Administrative
Requirements
- The script should be executable from the command-line, and should accept inputs from the command line.
Input(s)
The script should be able to take the following input:
- CSV file containing a paired columns of labels and labelnames in the archive organization (for example, column order in a file could be: series, seriesname, subseries, subseriesname, etc.)
- the odd-numbered columns of the CSV must contain label (for example: 1)
- the even-numbered column of the CSV must contain labelname (for example: Organizational correspondence)
- prefix the name of label column with "arrange:<label>" and the name of labelname column with "arrange:<labelname>"(case-sensitive, exclude the quotes)
- the text string following "arrange:<label>" will be used as a property name to query the database and text string following "arrange:<labelname>" will be used as a property name to add the labelname in the admin metadata profile
Interface
The script will be a command-line utility that will serve the requirements as outlined above.
Invocations of the script would look like this:
python3 administrative.py [OPTION]... -f CSV
OPTION represents a the following set of switches that can be applied to modify the default behaviour of the script:
Switch | Argument | Description |
|---|---|---|
| -f | Path to CSV file | Path to CSV file for batch processing. |
| -q | (none) | Quiet mode. Disables all informational prints. All exception and error related prints will still be output. |
| -h | (none) | The script displays a help document on the screen and exits. |
Behavior and Implementation
The script (adminsitrative.py) performs the following high-level operations:
- Parse command line arguments
- set variables in accordance with the arguments
- inform user about errors in the arguments, print help, and exit
- Read CSV file
- validate header structure
- parse 'arrange' information from header
- error if the label and labelname are not in pairs(even number of columns in csv) and print the message in error csv.

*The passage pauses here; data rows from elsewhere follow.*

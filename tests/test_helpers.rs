// ==========================================
// 测试辅助函数
// ==========================================
// 职责: 提供测试所需的数据库初始化、服务装配、测试数据生成等功能
// ==========================================
#![allow(dead_code)]

use chrono::{DateTime, TimeZone, Utc};
use cold_chain_monitor::app::ServiceState;
use cold_chain_monitor::db;
use cold_chain_monitor::domain::reading::NewReading;
use cold_chain_monitor::domain::shipment::{NewShipment, RangePolicy, Shipment};
use cold_chain_monitor::domain::timeline::AdvanceRequest;
use cold_chain_monitor::domain::types::{ReadingSource, ShipmentStatus};
use cold_chain_monitor::engine::MonitorEventPublisher;
use std::error::Error;
use tempfile::NamedTempFile;

/// 创建临时测试数据库并初始化 schema
///
/// # 返回
/// - NamedTempFile: 临时数据库文件（需要保持存活）
/// - String: 数据库文件路径
pub fn create_test_db() -> Result<(NamedTempFile, String), Box<dyn Error>> {
    let temp_file = NamedTempFile::new()?;
    let db_path = temp_file.path().to_str().unwrap().to_string();

    let conn = db::open_sqlite_connection(&db_path)?;
    db::init_schema(&conn)?;

    Ok((temp_file, db_path))
}

/// 创建测试服务状态（共享临时库）
pub fn create_test_state() -> (NamedTempFile, ServiceState) {
    let (temp_file, db_path) = create_test_db().expect("创建测试数据库失败");
    let state = ServiceState::new(&db_path).expect("服务初始化失败");
    (temp_file, state)
}

/// 创建测试服务状态（接入事件发布者）
pub fn create_test_state_with_publisher(
    publisher: std::sync::Arc<dyn MonitorEventPublisher>,
) -> (NamedTempFile, ServiceState) {
    let (temp_file, db_path) = create_test_db().expect("创建测试数据库失败");
    let state =
        ServiceState::with_event_publisher(&db_path, publisher).expect("服务初始化失败");
    (temp_file, state)
}

// ==========================================
// 测试数据
// ==========================================

/// 冷冻货物策略: [-20, -18]°C，严重裕度 2°C
pub fn frozen_policy() -> RangePolicy {
    RangePolicy {
        temp_min: -20.0,
        temp_max: -18.0,
        humidity_min: None,
        humidity_max: None,
        critical_margin: 2.0,
    }
}

/// 带湿度界限的冷冻货物策略: 湿度 [30, 60]%
pub fn frozen_policy_with_humidity() -> RangePolicy {
    RangePolicy {
        humidity_min: Some(30.0),
        humidity_max: Some(60.0),
        ..frozen_policy()
    }
}

/// 测试基准时间（确定性时间戳）
pub fn base_time() -> DateTime<Utc> {
    Utc.with_ymd_and_hms(2026, 3, 1, 8, 0, 0).unwrap()
}

/// 基准时间偏移分钟数
pub fn minutes_after(minutes: i64) -> DateTime<Utc> {
    base_time() + chrono::Duration::minutes(minutes)
}

/// 注册冷冻货物运单（策略覆盖固化）
pub async fn register_frozen_shipment(state: &ServiceState) -> Shipment {
    register_shipment_with_policy(state, Some(frozen_policy())).await
}

/// 注册运单（可选策略覆盖）
pub async fn register_shipment_with_policy(
    state: &ServiceState,
    policy: Option<RangePolicy>,
) -> Shipment {
    state
        .monitor_api
        .register_shipment(NewShipment {
            order_id: Some("ORD-1001".to_string()),
            cargo_type: "FROZEN_FOOD".to_string(),
            origin: "上海冷库".to_string(),
            destination: "北京配送中心".to_string(),
            vehicle_code: Some("冷藏车-03".to_string()),
            policy_override: policy,
        })
        .await
        .expect("运单注册失败")
}

/// 将运单推进到在途状态
pub async fn advance_to_in_transit(state: &ServiceState, shipment_id: &str) {
    for (status, location) in [
        (ShipmentStatus::Processing, "上海冷库"),
        (ShipmentStatus::PickedUp, "上海冷库"),
        (ShipmentStatus::InTransit, "G2 高速"),
    ] {
        state
            .monitor_api
            .advance_shipment(AdvanceRequest {
                shipment_id: shipment_id.to_string(),
                new_status: status,
                location: location.to_string(),
                occurred_at: None,
                note: None,
            })
            .await
            .expect("状态推进失败");
    }
}

/// 设备读数（确定性时间戳：基准时间 + 偏移分钟）
pub fn device_reading(shipment_id: &str, temperature: f64, minutes: i64) -> NewReading {
    NewReading {
        shipment_id: shipment_id.to_string(),
        temperature,
        humidity: None,
        recorded_at: Some(minutes_after(minutes)),
        source: ReadingSource::Device,
        device_id: Some("LOGGER-01".to_string()),
        notes: None,
    }
}

/// 带湿度的设备读数
pub fn device_reading_with_humidity(
    shipment_id: &str,
    temperature: f64,
    humidity: f64,
    minutes: i64,
) -> NewReading {
    NewReading {
        humidity: Some(humidity),
        ..device_reading(shipment_id, temperature, minutes)
    }
}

- Read metadata property names from labels.json
- store all labels within a Python object
- Read controlled vocabulary from vocab.json
- store the vocabulary as a Python object
- Create a connection to the database
- For each row in the CSV:
- extract the 'arrange' info (for the admin metadata profile)

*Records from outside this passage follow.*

// ==========================================
// 统计聚合引擎测试
// ==========================================
// 测试范围:
// 1. 增量快照与全量重扫结果一致（任意到达顺序）
// 2. min/max 平局取最早采样时间
// 3. 窗口统计
// ==========================================

mod test_helpers;

use cold_chain_monitor::engine::{StatsEngine, StatsWindow};
use test_helpers::{
    advance_to_in_transit, create_test_state, device_reading, minutes_after,
    register_frozen_shipment,
};

// ==========================================
// 增量 ≡ 重扫
// ==========================================
#[tokio::test]
async fn test_incremental_equals_rescan() {
    let (_tmp, state) = create_test_state();
    let shipment = register_frozen_shipment(&state).await;
    let id = &shipment.shipment_id;
    advance_to_in_transit(&state, id).await;

    // 乱序到达的读数（含越界）
    for (temp, minutes) in [
        (-19.0, 30),
        (-18.5, 10),
        (-17.5, 50), // 警告
        (-20.0, 20),
        (-16.0, 40), // 严重
        (-19.5, 0),
    ] {
        state
            .monitor_api
            .submit_reading(device_reading(id, temp, minutes))
            .await
            .unwrap();
    }

    // 增量快照
    let incremental = state.query_api.get_stats(id, None).unwrap();

    // 全量重扫（开边界窗口走重扫路径）
    let rescan = state
        .query_api
        .get_stats(id, Some(StatsWindow::default()))
        .unwrap();

    assert_eq!(incremental.count, rescan.count);
    assert_eq!(incremental.temp_min, rescan.temp_min);
    assert_eq!(incremental.temp_min_at, rescan.temp_min_at);
    assert_eq!(incremental.temp_max, rescan.temp_max);
    assert_eq!(incremental.temp_max_at, rescan.temp_max_at);
    assert_eq!(incremental.alert_reading_count, rescan.alert_reading_count);
    assert!((incremental.temp_avg.unwrap() - rescan.temp_avg.unwrap()).abs() < 1e-9);

    // 数值断言
    assert_eq!(incremental.count, 6);
    assert_eq!(incremental.temp_min, Some(-20.0));
    assert_eq!(incremental.temp_max, Some(-16.0));
    assert_eq!(incremental.alert_reading_count, 2);

    // 从读数列表重算作为第三重校验
    let page = state.query_api.list_readings(id, 1, 100).unwrap();
    let recomputed = StatsEngine::compute_from_readings(id, &page.items);
    assert_eq!(recomputed.count, incremental.count);
    assert_eq!(recomputed.temp_min, incremental.temp_min);
    assert_eq!(recomputed.temp_max, incremental.temp_max);
    assert_eq!(recomputed.alert_reading_count, incremental.alert_reading_count);
}

// ==========================================
// min/max 平局取最早采样时间
// ==========================================
#[tokio::test]
async fn test_min_tie_resolves_to_earliest_reading() {
    let (_tmp, state) = create_test_state();
    let shipment = register_frozen_shipment(&state).await;
    let id = &shipment.shipment_id;

    // 最低温 -20.0 出现两次：晚读数先到
    state
        .monitor_api
        .submit_reading(device_reading(id, -20.0, 40))
        .await
        .unwrap();
    state
        .monitor_api
        .submit_reading(device_reading(id, -19.0, 20))
        .await
        .unwrap();
    // 乱序到达的更早的同值读数
    state
        .monitor_api
        .submit_reading(device_reading(id, -20.0, 5))
        .await
        .unwrap();

    let stats = state.query_api.get_stats(id, None).unwrap();
    assert_eq!(stats.temp_min, Some(-20.0));
    assert_eq!(stats.temp_min_at, Some(minutes_after(5)), "平局必须取最早采样时间");
}

// ==========================================
// 窗口统计
// ==========================================
#[tokio::test]
async fn test_windowed_stats() {
    let (_tmp, state) = create_test_state();
    let shipment = register_frozen_shipment(&state).await;
    let id = &shipment.shipment_id;

    for (temp, minutes) in [(-19.0, 0), (-17.5, 10), (-20.0, 20), (-18.0, 30)] {
        state
            .monitor_api
            .submit_reading(device_reading(id, temp, minutes))
            .await
            .unwrap();
    }

    // 窗口 [10, 20]：只含 -17.5 与 -20.0
    let window = StatsWindow {
        from: Some(minutes_after(10)),
        to: Some(minutes_after(20)),
    };
    let stats = state.query_api.get_stats(id, Some(window)).unwrap();

    assert_eq!(stats.count, 2);
    assert_eq!(stats.temp_min, Some(-20.0));
    assert_eq!(stats.temp_max, Some(-17.5));
    assert_eq!(stats.alert_reading_count, 1);

    // 半开窗口 [25, ∞)
    let window = StatsWindow {
        from: Some(minutes_after(25)),
        to: None,
    };
    let stats = state.query_api.get_stats(id, Some(window)).unwrap();
    assert_eq!(stats.count, 1);
    assert_eq!(stats.temp_min, Some(-18.0));
}

// ==========================================
// 空统计
// ==========================================
#[tokio::test]
async fn test_stats_without_readings() {
    let (_tmp, state) = create_test_state();
    let shipment = register_frozen_shipment(&state).await;

    let stats = state
        .query_api
        .get_stats(&shipment.shipment_id, None)
        .unwrap();
    assert_eq!(stats.count, 0);
    assert!(stats.temp_min.is_none());
    assert!(stats.temp_avg.is_none());
    assert_eq!(stats.alert_reading_count, 0);
}

// ==========================================
// 湿度均值（单独计数）
// ==========================================
#[tokio::test]
async fn test_humidity_average_counts_only_sampled() {
    let (_tmp, state) = create_test_state();
    let shipment = register_frozen_shipment(&state).await;
    let id = &shipment.shipment_id;

    state
        .monitor_api
        .submit_reading(test_helpers::device_reading_with_humidity(id, -19.0, 40.0, 0))
        .await
        .unwrap();
    state
        .monitor_api
        .submit_reading(device_reading(id, -19.0, 10)) // 无湿度
        .await
        .unwrap();
    state
        .monitor_api
        .submit_reading(test_helpers::device_reading_with_humidity(id, -19.0, 60.0, 20))
        .await
        .unwrap();

    let stats = state.query_api.get_stats(id, None).unwrap();
    assert_eq!(stats.count, 3);
    assert!((stats.humidity_avg.unwrap() - 50.0).abs() < 1e-9);
}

- query the database for the matching values of all labels in this row
- if no documents in the database match this query, print message in error csv
- for each returned document record,
- error if the label and labelname are not in pairs(even number of columns in csv) and print the message in error csv.

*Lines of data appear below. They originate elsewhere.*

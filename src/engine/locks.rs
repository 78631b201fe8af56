// ==========================================
// 冷链运输监控系统 - 运单级互斥锁
// ==========================================
// 职责: 同一运单的全部变更（入库/判级/状态推进/统计）串行化
// 说明: 不同运单完全并行；读操作不走锁，只见已提交数据
// ==========================================

use crate::engine::error::{EngineError, EngineResult};
use std::collections::HashMap;
use std::sync::{Arc, Mutex};
use tokio::sync::{Mutex as AsyncMutex, OwnedMutexGuard};

// ==========================================
// ShipmentLocks - 运单锁注册表
// ==========================================
// 临界区覆盖 await 点，因此用 tokio::sync::Mutex
#[derive(Default)]
pub struct ShipmentLocks {
    inner: Mutex<HashMap<String, Arc<AsyncMutex<()>>>>,
}

impl ShipmentLocks {
    /// 创建新的锁注册表
    pub fn new() -> Self {
        Self {
            inner: Mutex::new(HashMap::new()),
        }
    }

    /// 获取运单独占临界区（持有返回的 guard 期间该运单串行）
    pub async fn acquire(&self, shipment_id: &str) -> EngineResult<OwnedMutexGuard<()>> {
        let lock = {
            let mut map = self
                .inner
                .lock()
                .map_err(|e| EngineError::Internal(format!("锁注册表获取失败: {}", e)))?;
            map.entry(shipment_id.to_string())
                .or_insert_with(|| Arc::new(AsyncMutex::new(())))
                .clone()
        };

        Ok(lock.lock_owned().await)
    }
}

- if document already has labelnames for every label in the query, print message in error csv.
- update the document with labelnames for all labels on the current row of the CSV file
- Add a metadata enrichment event to the PREMIS profile for this document.
Output(s)
The script should, of course, be able to carry out the mapping of labelname to the corresponding label as specified in the csv, but also print helpful information in case errors were encountered. Errors to be reported include errors in command usage, as well as any errors encountered while mapping the csv entry to the document. Error csv name: "admin_profile_errors_<timestamp>.csv"
Test cases / Validation
- No header in the csv file should print an error.
- One entry of data in the csv file with at least one label-labelname pair. [[does this mean one data row in the csv? how many columns]]
- Multiple entries of data in the csv file with at least one label-labelname pair. [[does this mean multiple data rows in the csv? how many columns?]]
- Document not available in the database should print an error.
- Admin Profile already present for the document in the database with missing labelnames.
- Admin Profile already present for labels with labelnames. [[what should the script do here?]]